Pour les serveurs Linux, les erreurs de configuration sont également un énorme problème, et cela peut se produire à de nombreux points le long de ses installations.  » En règle générale, les paramètres du pare-feu ou du groupe de sécurité sont mal configurés pour permettre l’accès à Internet plus large, permettant ainsi un accès externe aux applications publiées sur les serveurs Linux « , a déclaré Robinson d’Intezer.
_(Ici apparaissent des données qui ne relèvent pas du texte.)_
//! Adjacency models
//!
//! [`Topology`] is the ideal network: an ordered mapping from each node to
//! its ordered neighbor list. [`PerturbedTopology`] is what one failure
//! pass leaves behind, together with a record of which directed links
//! failed and which were forcibly restored.

use std::collections::HashMap;
use std::fmt;

use serde::{Deserialize, Serialize};

use crate::error::TopologyError;
use crate::identity::NodeId;
use crate::traits::NetworkTopology;

/// Ordered node -> neighbor list mapping
///
/// Node order is insertion order and is what path finding uses to break
/// ties. Each direction of a link is stored separately; nothing forces the
/// model to be symmetric.
#[derive(Debug, Clone, Default, PartialEq, Eq)]
pub struct Topology {
    order: Vec<NodeId>,
    adjacency: HashMap<NodeId, Vec<NodeId>>,
}

impl Topology {
    /// Create an empty topology
    pub fn new() -> Self {
        Self::default()
    }

    /// Build from an ordered adjacency listing
    ///
    /// Neighbors that are not listed as keys themselves are appended as
    /// nodes with no neighbors of their own.
    pub fn from_adjacency<I>(entries: I) -> Result<Self, TopologyError>
    where
        I: IntoIterator<Item = (NodeId, Vec<NodeId>)>,
    {
        let mut topology = Self::new();
        let mut pending = Vec::new();

        for (node, neighbors) in entries {
            if !topology.add_node(node.clone()) {
                return Err(TopologyError::DuplicateNode(node));
            }
            if neighbors.contains(&node) {
                return Err(TopologyError::SelfLoop(node));
            }
            pending.push((node, neighbors));
        }

        if topology.order.is_empty() {
            return Err(TopologyError::Empty);
        }

        for (node, neighbors) in pending {
            for neighbor in neighbors {
                topology.add_link(&node, neighbor);
            }
        }

        Ok(topology)
    }

    /// Add a node; returns false if it was already present
    pub fn add_node(&mut self, id: NodeId) -> bool {
        if self.adjacency.contains_key(&id) {
            return false;
        }
        self.adjacency.insert(id.clone(), Vec::new());
        self.order.push(id);
        true
    }

    /// Append `to` to the neighbor list of `from`
    ///
    /// Both nodes are created if missing. Repeats are kept.
    pub fn add_link(&mut self, from: &NodeId, to: NodeId) {
        self.add_node(from.clone());
        self.add_node(to.clone());
        if let Some(neighbors) = self.adjacency.get_mut(from) {
            neighbors.push(to);
        }
    }

    /// Add a bidirectional connection between two nodes
    ///
    /// Self-loops and already-present directions are ignored.
    pub fn connect(&mut self, a: &NodeId, b: &NodeId) {
        if a == b {
            return;
        }
        if !self.are_connected(a, b) {
            self.add_link(a, b.clone());
        }
        if !self.are_connected(b, a) {
            self.add_link(b, a.clone());
        }
    }

    /// Get neighbors of a node
    pub fn neighbors_of(&self, node: &NodeId) -> Option<&[NodeId]> {
        self.adjacency.get(node).map(Vec::as_slice)
    }

    /// Number of directed neighbor entries
    pub fn link_count(&self) -> usize {
        self.adjacency.values().map(Vec::len).sum()
    }

    /// Check that every directed entry has its reverse
    pub fn is_symmetric(&self) -> bool {
        self.order.iter().all(|a| {
            self.neighbors(a)
                .iter()
                .all(|b| self.neighbors(b).contains(a))
        })
    }

    /// Iterate nodes with their neighbor lists, in node order
    pub fn iter(&self) -> impl Iterator<Item = (&NodeId, &[NodeId])> {
        self.order
            .iter()
            .map(move |id| (id, self.neighbors(id)))
    }

    /// Print a simple ASCII visualization of the topology
    pub fn visualize(&self) -> String {
        let mut output = String::new();
        output.push_str("Mesh Topology:\n");
        output.push_str(&format!("  Nodes: {}\n", self.order.len()));
        output.push_str(&format!("  Links: {}\n\n", self.link_count()));

        for (node, neighbors) in self.iter() {
            let neighbor_str: Vec<&str> = neighbors.iter().map(NodeId::as_str).collect();
            output.push_str(&format!("  {} -> [{}]\n", node, neighbor_str.join(", ")));
        }
        output
    }
}

impl NetworkTopology for Topology {
    fn node_ids(&self) -> &[NodeId] {
        &self.order
    }

    fn neighbors(&self, node: &NodeId) -> &[NodeId] {
        self.neighbors_of(node).unwrap_or(&[])
    }

    fn contains(&self, node: &NodeId) -> bool {
        self.adjacency.contains_key(node)
    }
}

/// One direction of a link
#[derive(Debug, Clone, PartialEq, Eq, Hash, Serialize, Deserialize)]
pub struct Link {
    pub from: NodeId,
    pub to: NodeId,
}

impl Link {
    pub fn new(from: NodeId, to: NodeId) -> Self {
        Self { from, to }
    }
}

impl fmt::Display for Link {
    fn fmt(&self, f: &mut fmt::Formatter<'_>) -> fmt::Result {
        write!(f, "{} -> {}", self.from, self.to)
    }
}

/// Adjacency left after one failure pass
///
/// Created and owned by a single simulation run. Every surviving
/// direction is mirrored, so a node's list may name the same neighbor
/// more than once.
#[derive(Debug, Clone)]
pub struct PerturbedTopology {
    adjacency: Topology,
    failure_probability: f64,
    failed_links: Vec<Link>,
    restored_links: Vec<Link>,
}

impl PerturbedTopology {
    /// Start from the nodes of `original` with no links
    pub fn empty_like(original: &Topology, failure_probability: f64) -> Self {
        let mut adjacency = Topology::new();
        for id in original.node_ids() {
            adjacency.add_node(id.clone());
        }
        Self {
            adjacency,
            failure_probability,
            failed_links: Vec::new(),
            restored_links: Vec::new(),
        }
    }

    /// Record a surviving direction and mirror it
    pub fn link_both_ways(&mut self, a: &NodeId, b: &NodeId) {
        self.adjacency.add_link(a, b.clone());
        self.adjacency.add_link(b, a.clone());
    }

    /// Record a direction whose draw failed
    pub fn record_failure(&mut self, from: &NodeId, to: &NodeId) {
        self.failed_links.push(Link::new(from.clone(), to.clone()));
    }

    /// Record a forced restoration
    pub fn record_restore(&mut self, from: &NodeId, to: &NodeId) {
        self.restored_links.push(Link::new(from.clone(), to.clone()));
    }

    /// Probability this topology was produced with
    pub fn failure_probability(&self) -> f64 {
        self.failure_probability
    }

    /// Directions whose draw failed, in evaluation order
    pub fn failed_links(&self) -> &[Link] {
        &self.failed_links
    }

    /// Links re-added because a node would have been isolated
    pub fn restored_links(&self) -> &[Link] {
        &self.restored_links
    }

    /// Borrow the surviving adjacency
    pub fn as_topology(&self) -> &Topology {
        &self.adjacency
    }

    /// Take the surviving adjacency
    pub fn into_topology(self) -> Topology {
        self.adjacency
    }
}

impl NetworkTopology for PerturbedTopology {
    fn node_ids(&self) -> &[NodeId] {
        self.adjacency.node_ids()
    }

    fn neighbors(&self, node: &NodeId) -> &[NodeId] {
        self.adjacency.neighbors(node)
    }

    fn contains(&self, node: &NodeId) -> bool {
        self.adjacency.contains(node)
    }
}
Les applications sont souvent mal configurées pour permettre un accès sans authentification ou en utilisant les informations d’identification par défaut.

« En fonction de l’application mal configurée, les attaquants auront la possibilité de voler des informations ou d’exécuter du code nuisible sur le serveur Linux », a ajouté Robinson.  » Les exemples courants incluent des démons Docker mal configurés, permettant aux ennemis d’exécuter leurs propres conteneurs ou des applications mal configurées qui divulguent des mots de passe et des informations client, comme Apache Airflow.  » Robinson a ajouté que la configuration par défaut n’est souvent pas liée à la configuration de protection.

Joel Spurlock, directeur principal de l’étude de recherche sur les logiciels malveillants chez CrowdStrike, voit un autre problème : les correctifs. Il affirme que les organisations sont  » soit incapables, soit réticentes à maintenir les appareils à jour « . Les correctifs doivent être apportés régulièrement, et des mots à la mode comme EDR et zéro confiance doivent également figurer au menu.

Les logiciels malveillants ciblant les environnements Linux se développe dans une vaste zone de jeu d’appareils et de serveurs clients, d’environnements virtualisés et de systèmes d’exécution spécialisés, c’est pourquoi les mesures de sécurité nécessaires pour protéger tout cela nécessitent une concentration et une préparation minutieuse.